[Stored data entries]
[Start of Attachment]
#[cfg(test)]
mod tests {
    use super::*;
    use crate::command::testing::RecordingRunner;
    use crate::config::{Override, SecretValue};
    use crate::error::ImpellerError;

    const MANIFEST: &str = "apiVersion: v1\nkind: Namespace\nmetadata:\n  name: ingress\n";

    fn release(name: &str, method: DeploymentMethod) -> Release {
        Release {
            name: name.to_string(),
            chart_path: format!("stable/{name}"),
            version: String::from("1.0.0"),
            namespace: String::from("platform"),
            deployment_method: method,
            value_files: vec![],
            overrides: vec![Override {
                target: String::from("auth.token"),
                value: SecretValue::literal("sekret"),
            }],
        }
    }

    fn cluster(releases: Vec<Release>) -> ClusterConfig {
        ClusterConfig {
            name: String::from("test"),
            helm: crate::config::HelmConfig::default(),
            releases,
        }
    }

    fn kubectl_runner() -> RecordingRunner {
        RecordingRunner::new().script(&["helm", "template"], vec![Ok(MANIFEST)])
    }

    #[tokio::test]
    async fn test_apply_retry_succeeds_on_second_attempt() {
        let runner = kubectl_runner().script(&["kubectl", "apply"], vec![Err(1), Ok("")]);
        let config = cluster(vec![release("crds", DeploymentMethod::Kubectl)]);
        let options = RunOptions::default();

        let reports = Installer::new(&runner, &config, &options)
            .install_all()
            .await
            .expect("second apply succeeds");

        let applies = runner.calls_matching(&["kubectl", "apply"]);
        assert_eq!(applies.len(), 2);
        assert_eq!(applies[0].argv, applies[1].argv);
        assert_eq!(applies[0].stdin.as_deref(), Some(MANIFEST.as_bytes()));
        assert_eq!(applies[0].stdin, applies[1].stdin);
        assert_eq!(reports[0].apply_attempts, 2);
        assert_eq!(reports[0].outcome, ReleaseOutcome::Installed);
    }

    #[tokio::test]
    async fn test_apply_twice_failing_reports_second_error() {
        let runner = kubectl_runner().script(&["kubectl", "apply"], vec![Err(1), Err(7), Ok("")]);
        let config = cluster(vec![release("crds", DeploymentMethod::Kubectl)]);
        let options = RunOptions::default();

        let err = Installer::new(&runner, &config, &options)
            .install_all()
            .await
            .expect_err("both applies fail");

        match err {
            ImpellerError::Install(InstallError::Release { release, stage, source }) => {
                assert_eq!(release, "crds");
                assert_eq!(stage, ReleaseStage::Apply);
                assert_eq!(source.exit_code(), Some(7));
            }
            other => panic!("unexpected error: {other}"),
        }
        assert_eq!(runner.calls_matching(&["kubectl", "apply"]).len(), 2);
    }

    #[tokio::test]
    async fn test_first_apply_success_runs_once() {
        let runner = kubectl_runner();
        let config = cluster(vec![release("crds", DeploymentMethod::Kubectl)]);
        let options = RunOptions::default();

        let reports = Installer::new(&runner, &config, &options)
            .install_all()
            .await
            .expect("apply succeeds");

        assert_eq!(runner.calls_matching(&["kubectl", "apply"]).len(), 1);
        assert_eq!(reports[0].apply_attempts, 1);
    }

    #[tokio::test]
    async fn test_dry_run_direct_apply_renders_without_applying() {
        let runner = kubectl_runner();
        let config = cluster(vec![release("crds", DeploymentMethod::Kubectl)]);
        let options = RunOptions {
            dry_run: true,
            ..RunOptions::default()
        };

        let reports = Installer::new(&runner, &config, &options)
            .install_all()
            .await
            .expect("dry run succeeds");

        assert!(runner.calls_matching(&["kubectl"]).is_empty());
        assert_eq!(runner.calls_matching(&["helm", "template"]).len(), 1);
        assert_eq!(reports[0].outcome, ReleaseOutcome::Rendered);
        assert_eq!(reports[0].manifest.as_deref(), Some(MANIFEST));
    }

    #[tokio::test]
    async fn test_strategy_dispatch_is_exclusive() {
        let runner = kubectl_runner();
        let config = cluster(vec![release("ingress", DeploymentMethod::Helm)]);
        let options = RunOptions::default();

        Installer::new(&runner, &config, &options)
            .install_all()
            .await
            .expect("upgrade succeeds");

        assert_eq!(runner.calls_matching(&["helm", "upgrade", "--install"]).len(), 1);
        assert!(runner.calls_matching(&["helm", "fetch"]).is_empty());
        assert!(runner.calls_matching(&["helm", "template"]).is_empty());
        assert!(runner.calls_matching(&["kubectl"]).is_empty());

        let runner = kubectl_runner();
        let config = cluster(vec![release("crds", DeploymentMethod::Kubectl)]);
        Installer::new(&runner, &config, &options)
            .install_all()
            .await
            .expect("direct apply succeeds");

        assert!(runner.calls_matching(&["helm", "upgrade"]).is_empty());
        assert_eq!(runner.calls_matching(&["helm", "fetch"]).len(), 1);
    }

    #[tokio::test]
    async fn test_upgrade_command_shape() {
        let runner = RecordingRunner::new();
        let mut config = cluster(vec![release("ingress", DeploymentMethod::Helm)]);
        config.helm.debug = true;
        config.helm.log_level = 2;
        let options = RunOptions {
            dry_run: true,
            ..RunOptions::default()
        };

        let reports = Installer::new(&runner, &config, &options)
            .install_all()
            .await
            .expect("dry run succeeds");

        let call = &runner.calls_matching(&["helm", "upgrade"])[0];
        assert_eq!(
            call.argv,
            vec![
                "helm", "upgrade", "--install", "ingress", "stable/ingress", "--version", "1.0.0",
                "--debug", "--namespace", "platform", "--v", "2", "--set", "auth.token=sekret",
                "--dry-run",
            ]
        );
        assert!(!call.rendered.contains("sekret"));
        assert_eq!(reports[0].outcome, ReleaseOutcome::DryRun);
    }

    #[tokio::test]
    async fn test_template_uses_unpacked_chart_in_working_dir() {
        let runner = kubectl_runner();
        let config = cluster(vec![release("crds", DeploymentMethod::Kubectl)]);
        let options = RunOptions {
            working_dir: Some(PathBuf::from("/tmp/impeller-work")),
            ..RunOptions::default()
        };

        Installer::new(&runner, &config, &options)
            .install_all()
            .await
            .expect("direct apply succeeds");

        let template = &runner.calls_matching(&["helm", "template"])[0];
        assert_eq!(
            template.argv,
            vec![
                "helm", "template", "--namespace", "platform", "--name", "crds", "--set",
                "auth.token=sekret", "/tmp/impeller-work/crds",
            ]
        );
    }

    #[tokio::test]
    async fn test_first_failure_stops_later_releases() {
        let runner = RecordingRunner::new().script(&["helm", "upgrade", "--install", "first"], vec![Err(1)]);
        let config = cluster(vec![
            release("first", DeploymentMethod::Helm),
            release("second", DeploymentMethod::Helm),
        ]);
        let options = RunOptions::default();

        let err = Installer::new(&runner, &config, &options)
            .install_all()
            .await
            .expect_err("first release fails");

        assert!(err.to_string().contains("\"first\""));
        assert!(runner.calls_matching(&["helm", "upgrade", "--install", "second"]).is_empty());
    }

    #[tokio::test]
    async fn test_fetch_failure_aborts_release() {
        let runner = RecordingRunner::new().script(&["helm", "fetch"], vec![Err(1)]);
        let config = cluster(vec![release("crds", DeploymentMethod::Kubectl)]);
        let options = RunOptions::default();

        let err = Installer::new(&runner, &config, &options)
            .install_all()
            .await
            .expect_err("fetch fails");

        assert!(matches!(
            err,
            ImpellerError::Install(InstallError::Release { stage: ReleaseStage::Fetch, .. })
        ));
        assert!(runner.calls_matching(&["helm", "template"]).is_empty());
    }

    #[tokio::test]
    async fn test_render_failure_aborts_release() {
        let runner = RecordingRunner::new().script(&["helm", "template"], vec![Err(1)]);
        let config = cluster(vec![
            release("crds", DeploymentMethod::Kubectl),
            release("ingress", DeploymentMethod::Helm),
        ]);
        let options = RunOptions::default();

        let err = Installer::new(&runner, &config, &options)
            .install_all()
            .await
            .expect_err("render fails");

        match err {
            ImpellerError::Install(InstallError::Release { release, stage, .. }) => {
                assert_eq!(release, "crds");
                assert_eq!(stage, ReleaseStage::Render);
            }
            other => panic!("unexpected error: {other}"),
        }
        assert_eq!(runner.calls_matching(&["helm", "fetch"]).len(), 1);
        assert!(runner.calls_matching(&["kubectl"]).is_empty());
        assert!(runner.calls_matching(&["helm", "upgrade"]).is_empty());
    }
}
[End of Attachment]
[Start of Attachment]
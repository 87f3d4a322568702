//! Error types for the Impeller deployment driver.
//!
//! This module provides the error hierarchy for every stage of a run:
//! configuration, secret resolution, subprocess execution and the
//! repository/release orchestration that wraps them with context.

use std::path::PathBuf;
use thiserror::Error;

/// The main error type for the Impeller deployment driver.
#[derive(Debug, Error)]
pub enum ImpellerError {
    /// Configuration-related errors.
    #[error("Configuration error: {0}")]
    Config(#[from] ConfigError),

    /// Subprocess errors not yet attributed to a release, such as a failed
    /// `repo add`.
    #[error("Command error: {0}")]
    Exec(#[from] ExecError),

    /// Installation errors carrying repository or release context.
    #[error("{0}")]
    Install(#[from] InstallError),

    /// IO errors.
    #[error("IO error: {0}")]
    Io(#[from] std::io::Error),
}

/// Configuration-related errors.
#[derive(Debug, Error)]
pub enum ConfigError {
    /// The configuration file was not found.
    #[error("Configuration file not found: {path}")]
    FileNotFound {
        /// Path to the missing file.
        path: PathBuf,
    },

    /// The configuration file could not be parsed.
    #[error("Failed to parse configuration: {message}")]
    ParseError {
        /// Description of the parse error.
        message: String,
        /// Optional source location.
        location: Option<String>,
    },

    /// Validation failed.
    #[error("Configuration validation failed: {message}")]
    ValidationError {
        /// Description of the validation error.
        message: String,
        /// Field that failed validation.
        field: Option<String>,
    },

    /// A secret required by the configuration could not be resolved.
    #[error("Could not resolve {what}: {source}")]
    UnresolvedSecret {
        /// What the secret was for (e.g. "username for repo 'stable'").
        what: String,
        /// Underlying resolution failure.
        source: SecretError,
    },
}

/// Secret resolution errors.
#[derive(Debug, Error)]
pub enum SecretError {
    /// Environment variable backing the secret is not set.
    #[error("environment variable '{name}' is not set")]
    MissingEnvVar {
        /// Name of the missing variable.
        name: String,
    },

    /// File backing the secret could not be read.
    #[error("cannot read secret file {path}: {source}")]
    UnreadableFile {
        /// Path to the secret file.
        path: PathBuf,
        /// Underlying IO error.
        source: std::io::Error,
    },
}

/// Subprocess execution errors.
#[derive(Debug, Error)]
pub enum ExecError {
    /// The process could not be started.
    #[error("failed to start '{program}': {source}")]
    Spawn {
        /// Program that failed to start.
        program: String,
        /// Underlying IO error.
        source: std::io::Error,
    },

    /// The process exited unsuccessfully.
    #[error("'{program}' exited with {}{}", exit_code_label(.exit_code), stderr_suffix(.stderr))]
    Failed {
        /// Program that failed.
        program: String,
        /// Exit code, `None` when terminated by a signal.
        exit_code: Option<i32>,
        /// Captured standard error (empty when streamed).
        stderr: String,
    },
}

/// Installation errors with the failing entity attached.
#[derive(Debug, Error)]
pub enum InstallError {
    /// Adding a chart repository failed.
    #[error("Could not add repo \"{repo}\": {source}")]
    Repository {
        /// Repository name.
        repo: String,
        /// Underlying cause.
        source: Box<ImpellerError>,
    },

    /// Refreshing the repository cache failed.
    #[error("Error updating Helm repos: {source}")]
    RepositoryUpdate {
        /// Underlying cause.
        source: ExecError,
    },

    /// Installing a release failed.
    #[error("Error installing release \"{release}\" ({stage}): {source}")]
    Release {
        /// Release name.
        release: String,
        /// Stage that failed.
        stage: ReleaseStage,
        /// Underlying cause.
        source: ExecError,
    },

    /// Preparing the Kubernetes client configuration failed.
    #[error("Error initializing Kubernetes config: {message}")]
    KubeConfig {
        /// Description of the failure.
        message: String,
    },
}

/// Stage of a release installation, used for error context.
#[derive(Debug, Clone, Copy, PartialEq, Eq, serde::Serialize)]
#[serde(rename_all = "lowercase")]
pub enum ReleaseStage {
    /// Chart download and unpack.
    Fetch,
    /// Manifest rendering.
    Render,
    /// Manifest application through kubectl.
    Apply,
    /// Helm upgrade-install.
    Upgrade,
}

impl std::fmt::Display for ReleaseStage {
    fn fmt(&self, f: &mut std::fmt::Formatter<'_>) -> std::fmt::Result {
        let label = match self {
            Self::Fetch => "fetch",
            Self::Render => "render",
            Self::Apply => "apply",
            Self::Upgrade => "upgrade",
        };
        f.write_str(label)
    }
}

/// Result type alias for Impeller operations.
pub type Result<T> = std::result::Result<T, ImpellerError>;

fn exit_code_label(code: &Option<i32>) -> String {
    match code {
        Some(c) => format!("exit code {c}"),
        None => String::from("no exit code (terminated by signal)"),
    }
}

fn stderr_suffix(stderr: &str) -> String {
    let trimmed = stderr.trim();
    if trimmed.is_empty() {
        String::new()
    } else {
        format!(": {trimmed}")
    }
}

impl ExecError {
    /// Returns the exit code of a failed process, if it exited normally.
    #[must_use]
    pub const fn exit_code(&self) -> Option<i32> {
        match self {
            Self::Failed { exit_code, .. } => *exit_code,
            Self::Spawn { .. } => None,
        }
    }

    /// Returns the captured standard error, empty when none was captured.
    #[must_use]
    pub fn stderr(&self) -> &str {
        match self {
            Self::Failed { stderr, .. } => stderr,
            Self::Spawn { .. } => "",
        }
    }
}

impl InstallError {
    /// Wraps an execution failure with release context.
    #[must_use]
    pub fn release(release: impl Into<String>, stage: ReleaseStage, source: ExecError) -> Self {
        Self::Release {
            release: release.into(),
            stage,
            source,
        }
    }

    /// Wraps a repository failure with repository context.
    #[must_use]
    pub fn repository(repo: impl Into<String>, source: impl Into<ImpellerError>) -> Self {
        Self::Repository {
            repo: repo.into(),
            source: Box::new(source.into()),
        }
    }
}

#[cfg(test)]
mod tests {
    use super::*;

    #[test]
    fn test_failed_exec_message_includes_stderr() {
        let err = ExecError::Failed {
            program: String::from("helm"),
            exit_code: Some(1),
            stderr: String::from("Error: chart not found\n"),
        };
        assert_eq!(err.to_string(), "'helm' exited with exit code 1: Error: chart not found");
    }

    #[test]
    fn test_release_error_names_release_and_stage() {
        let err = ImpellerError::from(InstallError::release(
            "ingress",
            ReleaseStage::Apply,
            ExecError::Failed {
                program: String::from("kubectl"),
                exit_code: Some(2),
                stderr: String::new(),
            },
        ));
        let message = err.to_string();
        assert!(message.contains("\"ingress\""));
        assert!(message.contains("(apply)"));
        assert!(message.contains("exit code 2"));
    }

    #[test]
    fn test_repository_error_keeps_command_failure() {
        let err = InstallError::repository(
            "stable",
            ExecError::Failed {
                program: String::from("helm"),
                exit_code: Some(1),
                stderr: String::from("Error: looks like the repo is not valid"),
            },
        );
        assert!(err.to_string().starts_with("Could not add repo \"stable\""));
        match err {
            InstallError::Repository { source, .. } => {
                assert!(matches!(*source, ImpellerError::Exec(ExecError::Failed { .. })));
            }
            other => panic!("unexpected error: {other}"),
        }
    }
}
[End of Attachment]
* **Exercise**
Only the lines with the string "SecretValue" are wanted; pick them out of the records above and copy them.

* **Solution below**
    use crate::config::{Override, SecretValue};
                value: SecretValue::literal("sekret"),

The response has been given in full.